§ **WHAT TO WORK ON**
The job is to find each line in the entries holding the string "specified" and copy that line.

Dataset entries
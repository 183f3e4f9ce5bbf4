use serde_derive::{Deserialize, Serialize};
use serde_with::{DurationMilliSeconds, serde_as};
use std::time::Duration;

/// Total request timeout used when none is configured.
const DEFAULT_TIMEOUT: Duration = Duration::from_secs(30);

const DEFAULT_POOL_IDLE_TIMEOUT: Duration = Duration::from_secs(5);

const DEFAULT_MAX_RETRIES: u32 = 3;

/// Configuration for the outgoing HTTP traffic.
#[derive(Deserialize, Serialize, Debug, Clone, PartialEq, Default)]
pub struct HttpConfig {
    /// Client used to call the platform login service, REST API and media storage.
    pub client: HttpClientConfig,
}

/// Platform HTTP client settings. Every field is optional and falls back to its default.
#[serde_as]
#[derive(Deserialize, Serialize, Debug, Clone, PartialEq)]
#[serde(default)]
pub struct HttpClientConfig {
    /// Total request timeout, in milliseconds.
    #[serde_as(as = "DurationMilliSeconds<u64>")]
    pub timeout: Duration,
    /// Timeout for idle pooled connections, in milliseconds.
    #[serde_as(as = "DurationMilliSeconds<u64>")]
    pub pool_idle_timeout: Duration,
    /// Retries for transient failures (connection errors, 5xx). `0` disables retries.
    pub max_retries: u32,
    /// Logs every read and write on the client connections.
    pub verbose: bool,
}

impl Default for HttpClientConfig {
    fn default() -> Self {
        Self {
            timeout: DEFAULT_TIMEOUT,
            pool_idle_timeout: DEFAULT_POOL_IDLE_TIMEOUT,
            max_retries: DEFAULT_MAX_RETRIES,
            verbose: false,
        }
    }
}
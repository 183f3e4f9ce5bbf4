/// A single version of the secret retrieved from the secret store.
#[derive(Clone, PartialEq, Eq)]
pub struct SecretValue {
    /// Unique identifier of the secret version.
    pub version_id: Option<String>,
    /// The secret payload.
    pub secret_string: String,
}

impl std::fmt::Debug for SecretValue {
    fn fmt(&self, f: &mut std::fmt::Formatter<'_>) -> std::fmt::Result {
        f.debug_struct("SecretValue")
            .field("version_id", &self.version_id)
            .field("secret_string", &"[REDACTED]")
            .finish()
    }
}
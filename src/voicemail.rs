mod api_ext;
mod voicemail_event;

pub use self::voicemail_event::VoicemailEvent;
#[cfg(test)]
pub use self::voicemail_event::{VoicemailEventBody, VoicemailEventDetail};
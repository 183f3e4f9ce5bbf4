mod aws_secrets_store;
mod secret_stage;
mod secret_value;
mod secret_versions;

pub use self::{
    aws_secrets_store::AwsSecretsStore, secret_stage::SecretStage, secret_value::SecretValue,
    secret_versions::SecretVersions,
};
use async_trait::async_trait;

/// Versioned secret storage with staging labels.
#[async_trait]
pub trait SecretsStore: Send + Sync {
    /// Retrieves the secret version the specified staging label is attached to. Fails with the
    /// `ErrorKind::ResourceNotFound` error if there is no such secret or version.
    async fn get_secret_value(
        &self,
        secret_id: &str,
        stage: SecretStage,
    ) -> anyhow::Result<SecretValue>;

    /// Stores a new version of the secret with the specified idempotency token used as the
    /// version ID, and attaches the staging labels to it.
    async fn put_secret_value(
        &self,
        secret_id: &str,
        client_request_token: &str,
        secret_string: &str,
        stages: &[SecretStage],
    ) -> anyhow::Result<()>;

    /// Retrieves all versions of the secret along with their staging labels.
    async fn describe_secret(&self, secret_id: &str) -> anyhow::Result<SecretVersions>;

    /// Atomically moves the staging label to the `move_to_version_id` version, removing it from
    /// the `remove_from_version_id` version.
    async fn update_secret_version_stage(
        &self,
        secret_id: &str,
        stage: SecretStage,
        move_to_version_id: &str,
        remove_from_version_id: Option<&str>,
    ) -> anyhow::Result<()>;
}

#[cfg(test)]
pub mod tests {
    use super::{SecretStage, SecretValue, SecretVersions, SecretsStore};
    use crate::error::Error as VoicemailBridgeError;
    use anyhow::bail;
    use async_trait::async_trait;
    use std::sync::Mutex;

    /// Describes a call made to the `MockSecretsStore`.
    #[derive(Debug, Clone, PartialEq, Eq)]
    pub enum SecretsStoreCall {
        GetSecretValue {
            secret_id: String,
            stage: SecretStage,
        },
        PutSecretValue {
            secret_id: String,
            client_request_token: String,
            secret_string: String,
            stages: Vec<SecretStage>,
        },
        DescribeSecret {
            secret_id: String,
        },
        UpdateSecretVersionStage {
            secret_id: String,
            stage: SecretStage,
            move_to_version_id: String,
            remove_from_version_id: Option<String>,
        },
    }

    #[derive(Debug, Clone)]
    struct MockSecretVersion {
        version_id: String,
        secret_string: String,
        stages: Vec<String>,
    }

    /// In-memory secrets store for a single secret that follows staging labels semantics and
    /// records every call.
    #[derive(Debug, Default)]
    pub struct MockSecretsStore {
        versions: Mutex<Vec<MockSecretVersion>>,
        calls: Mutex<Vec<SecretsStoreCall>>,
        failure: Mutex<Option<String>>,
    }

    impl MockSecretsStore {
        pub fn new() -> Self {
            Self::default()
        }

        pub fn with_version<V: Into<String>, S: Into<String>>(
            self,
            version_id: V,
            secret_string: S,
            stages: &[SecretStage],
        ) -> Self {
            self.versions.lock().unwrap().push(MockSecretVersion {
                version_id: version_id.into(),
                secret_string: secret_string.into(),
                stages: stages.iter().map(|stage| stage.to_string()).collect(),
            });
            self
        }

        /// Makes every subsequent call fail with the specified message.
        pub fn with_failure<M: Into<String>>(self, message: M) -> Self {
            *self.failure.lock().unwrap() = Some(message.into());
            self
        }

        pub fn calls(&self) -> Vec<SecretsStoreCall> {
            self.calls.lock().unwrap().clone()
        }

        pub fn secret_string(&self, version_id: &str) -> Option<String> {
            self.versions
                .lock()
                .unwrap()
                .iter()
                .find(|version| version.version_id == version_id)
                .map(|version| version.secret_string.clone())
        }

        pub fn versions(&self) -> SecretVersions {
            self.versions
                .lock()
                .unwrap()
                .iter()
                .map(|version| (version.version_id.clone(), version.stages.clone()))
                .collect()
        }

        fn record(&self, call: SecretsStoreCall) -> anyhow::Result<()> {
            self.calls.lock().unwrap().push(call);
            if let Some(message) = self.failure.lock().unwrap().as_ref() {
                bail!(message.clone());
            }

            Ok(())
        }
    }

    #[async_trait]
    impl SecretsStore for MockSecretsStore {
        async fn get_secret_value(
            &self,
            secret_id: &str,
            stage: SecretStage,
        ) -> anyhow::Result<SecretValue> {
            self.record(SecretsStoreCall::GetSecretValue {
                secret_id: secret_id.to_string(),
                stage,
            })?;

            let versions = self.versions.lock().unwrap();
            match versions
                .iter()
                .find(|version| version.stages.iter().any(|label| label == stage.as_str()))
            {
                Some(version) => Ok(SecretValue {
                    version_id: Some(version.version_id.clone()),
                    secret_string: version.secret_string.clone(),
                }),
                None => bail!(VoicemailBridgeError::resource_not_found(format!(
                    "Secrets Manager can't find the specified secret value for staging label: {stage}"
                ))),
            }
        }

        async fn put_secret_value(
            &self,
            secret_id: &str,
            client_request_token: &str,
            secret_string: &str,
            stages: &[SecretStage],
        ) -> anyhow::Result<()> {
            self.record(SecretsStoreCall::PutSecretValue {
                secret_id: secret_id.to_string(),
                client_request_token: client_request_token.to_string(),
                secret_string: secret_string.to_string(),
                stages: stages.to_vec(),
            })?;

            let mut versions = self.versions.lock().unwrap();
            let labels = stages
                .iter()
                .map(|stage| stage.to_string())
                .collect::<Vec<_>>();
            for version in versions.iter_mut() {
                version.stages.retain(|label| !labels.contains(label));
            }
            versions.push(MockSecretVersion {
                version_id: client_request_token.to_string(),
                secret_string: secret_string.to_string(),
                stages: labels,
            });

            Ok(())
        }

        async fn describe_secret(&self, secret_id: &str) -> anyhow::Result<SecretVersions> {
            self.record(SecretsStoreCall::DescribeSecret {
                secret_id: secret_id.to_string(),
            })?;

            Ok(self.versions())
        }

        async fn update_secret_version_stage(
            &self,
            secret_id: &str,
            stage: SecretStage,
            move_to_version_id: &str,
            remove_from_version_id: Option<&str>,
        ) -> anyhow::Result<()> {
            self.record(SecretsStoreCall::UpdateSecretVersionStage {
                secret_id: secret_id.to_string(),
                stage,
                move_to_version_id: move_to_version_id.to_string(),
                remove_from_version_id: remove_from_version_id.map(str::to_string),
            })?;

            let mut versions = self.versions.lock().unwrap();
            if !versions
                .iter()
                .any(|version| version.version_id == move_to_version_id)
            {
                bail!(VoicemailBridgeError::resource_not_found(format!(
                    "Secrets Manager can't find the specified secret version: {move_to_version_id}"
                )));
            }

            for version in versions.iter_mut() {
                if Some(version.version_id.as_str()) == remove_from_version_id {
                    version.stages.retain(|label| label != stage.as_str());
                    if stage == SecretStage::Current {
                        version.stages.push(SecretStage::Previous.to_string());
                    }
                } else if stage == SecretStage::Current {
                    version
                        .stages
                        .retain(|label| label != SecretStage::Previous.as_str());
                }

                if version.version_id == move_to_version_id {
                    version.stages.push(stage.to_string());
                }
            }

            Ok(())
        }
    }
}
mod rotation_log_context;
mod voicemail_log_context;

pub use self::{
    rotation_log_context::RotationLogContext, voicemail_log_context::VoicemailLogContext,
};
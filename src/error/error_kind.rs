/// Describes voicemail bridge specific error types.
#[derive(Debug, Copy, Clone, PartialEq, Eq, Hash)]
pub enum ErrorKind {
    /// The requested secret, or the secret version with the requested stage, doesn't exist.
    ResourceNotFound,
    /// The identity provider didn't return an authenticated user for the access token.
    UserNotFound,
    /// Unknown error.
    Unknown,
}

§ **SOLUTION FOR THIS TASK**
    /// Retrieves the secret version the specified staging label is attached to. Fails with the
    /// Stores a new version of the secret with the specified idempotency token used as the
        /// Makes every subsequent call fail with the specified message.
                    "Secrets Manager can't find the specified secret value for staging label: {stage}"
                    "Secrets Manager can't find the specified secret version: {move_to_version_id}"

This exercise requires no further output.